Maria, aged 56, is a typical example. When her marriage ended she had to raise her son, aged 5, alone. His teenage years were very stressful. Having no financial support, she worked full-time. In those days she had a stressful job as an area manager, responsible for 30 staff within a 40-mile radius.

Her present job is also stressful and involves much travelling. She works for 8-10 hours daily on a computer – her office environment is unhealthy with fluorescent lights on all day.

Presenting Symptoms

Maria told me that she had felt exhausted for about 18 months – even on waking. Blood tests proved negative. She felt on her last legs! This was a good analogy as she had experienced pain in her legs for 3-4 years, especially when climbing the station steps. For two years her right shoulder and neck were also painful and tingling.

Maria suffered from SAD (seasonal affective disorder) for which her GP prescribed anti-depressants. Reflexology and/or light therapy could help her next winter.

Reflexology

I explained to Maria that sitting in a fixed position at a computer for long periods can impede the flow of blood and lymph in the legs. There was fluid retention in her legs and feet. The pains in her shoulder and neck were due to repetitive strain from computer work.

Her initial treatment produced stronger symptoms in her legs, neck and shoulder the next day and also a greater feeling of tiredness. The following day she felt a sense of wellbeing, so much so she started decorating her bathroom. The third day after treatment a lot of mucus was cleared from her sinuses. Maria's diet included a lot of milk and cheese that are mucus forming. She has changed her diet accordingly.

By her fourth treatment her neck and right shoulder were free of pain. Her legs and feet were no longer swollen – the bone structures of her feet were clearly visible for the first time. She awoke refreshed – feelings of exhaustion had gone.
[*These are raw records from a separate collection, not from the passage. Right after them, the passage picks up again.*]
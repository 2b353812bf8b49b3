use crate::coords::Viewport;
use crate::paint::Color;

/// Server configuration.
#[derive(Debug, Copy, Clone, PartialEq)]
pub struct ServerConfig {
    /// Clear color applied at the end of each frame.
    pub background: Color,
    pub viewport: Viewport,
}

impl Default for ServerConfig {
    fn default() -> Self {
        Self {
            background: Color::from_srgb_u8(77, 77, 77, 255),
            viewport: Viewport::default(),
        }
    }
}
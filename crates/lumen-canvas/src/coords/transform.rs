use core::ops::Mul;

use super::{Rect, Vec2};

/// Rotation + translation + scale, the only transform nodes carry.
///
/// Composition (`parent * child`):
/// - rotation: `parent.rotation + child.rotation`
/// - origin: `parent.origin + parent.scale ⊙ child.origin`
/// - scale: `parent.scale ⊙ child.scale`
///
/// The product is associative, so a node's global transform is the product of
/// its ancestors' local transforms taken root-first. Rotation never moves
/// bounds; it is forwarded to the blitter as an angle about the destination
/// center.
#[derive(Debug, Copy, Clone, PartialEq)]
pub struct Transform2D {
    /// Degrees, clockwise on screen.
    pub rotation: f32,
    pub origin: Vec2,
    pub scale: Vec2,
}

impl Transform2D {
    pub const IDENTITY: Self = Self {
        rotation: 0.0,
        origin: Vec2::zero(),
        scale: Vec2::one(),
    };

    #[inline]
    pub const fn new(rotation: f32, origin: Vec2, scale: Vec2) -> Self {
        Self { rotation, origin, scale }
    }

    #[inline]
    pub const fn from_origin(origin: Vec2) -> Self {
        Self { rotation: 0.0, origin, scale: Vec2::one() }
    }

    #[inline]
    pub fn with_scale(self, scale: Vec2) -> Self {
        Self { scale, ..self }
    }

    #[inline]
    pub fn with_rotation(self, rotation: f32) -> Self {
        Self { rotation, ..self }
    }

    #[inline]
    pub fn transform_point(self, p: Vec2) -> Vec2 {
        self.origin + p.scale_by(self.scale)
    }

    /// Maps `rect` into the parent space; the result is normalized so negative
    /// scales still produce non-negative extents.
    #[inline]
    pub fn transform_rect(self, rect: Rect) -> Rect {
        Rect::from_origin_size(self.transform_point(rect.origin), rect.size.scale_by(self.scale))
            .normalized()
    }
}

impl Default for Transform2D {
    fn default() -> Self {
        Self::IDENTITY
    }
}

impl Mul for Transform2D {
    type Output = Transform2D;

    #[inline]
    fn mul(self, child: Transform2D) -> Transform2D {
        Transform2D {
            rotation: self.rotation + child.rotation,
            origin: self.transform_point(child.origin),
            scale: self.scale.scale_by(child.scale),
        }
    }
}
At her sixth treatment she said that she felt 'back to normal'. The pains in her legs, shoulder and neck were alleviated. Bowel function had normalized. She was re-energized.

Adrian's Case

Adrian came to see me, more out of fear than anything. He faced an operation to have part of his bowel removed due to Crohn's disease. At twenty-one years of age his lifestyle was not a healthy one. He smoked and also drank quite a lot of alcohol and lived mainly on junk food. His social life involved 'burning the candle at both ends'. Adrian worked in telephone sales that was very stressful. He was extremely thin and 'lived on his nerves'. He said that his specialist told him not to bother changing his diet, as it would not make any difference! I explained that smoking and an unhealthy lifestyle were significant factors in his condition.

Reflexology

Reflexology induced a relaxing effect and also his digestive function improved. We discussed how he could make changes to boost his state of health and wellbeing. Feeling relaxed and enjoying better sleep made it easier for him to take my suggestions on board. I was surprised at his willingness to change. He gradually gave up cigarettes and completely changed his diet. Apart from this, he kept late night socializing to the weekends. He gained weight and his state of health and wellbeing improved significantly. Adrian avoided the operation.

Conclusion

Just as various factors contribute to the creation of illness, this also applies to the healing process. A particular therapeutic technique cannot be viewed in isolation to the less tangible aspects of treatment – empathy, trust and understanding, for example. The different aspects of treatment interact with each other and work as a whole, to facilitate change.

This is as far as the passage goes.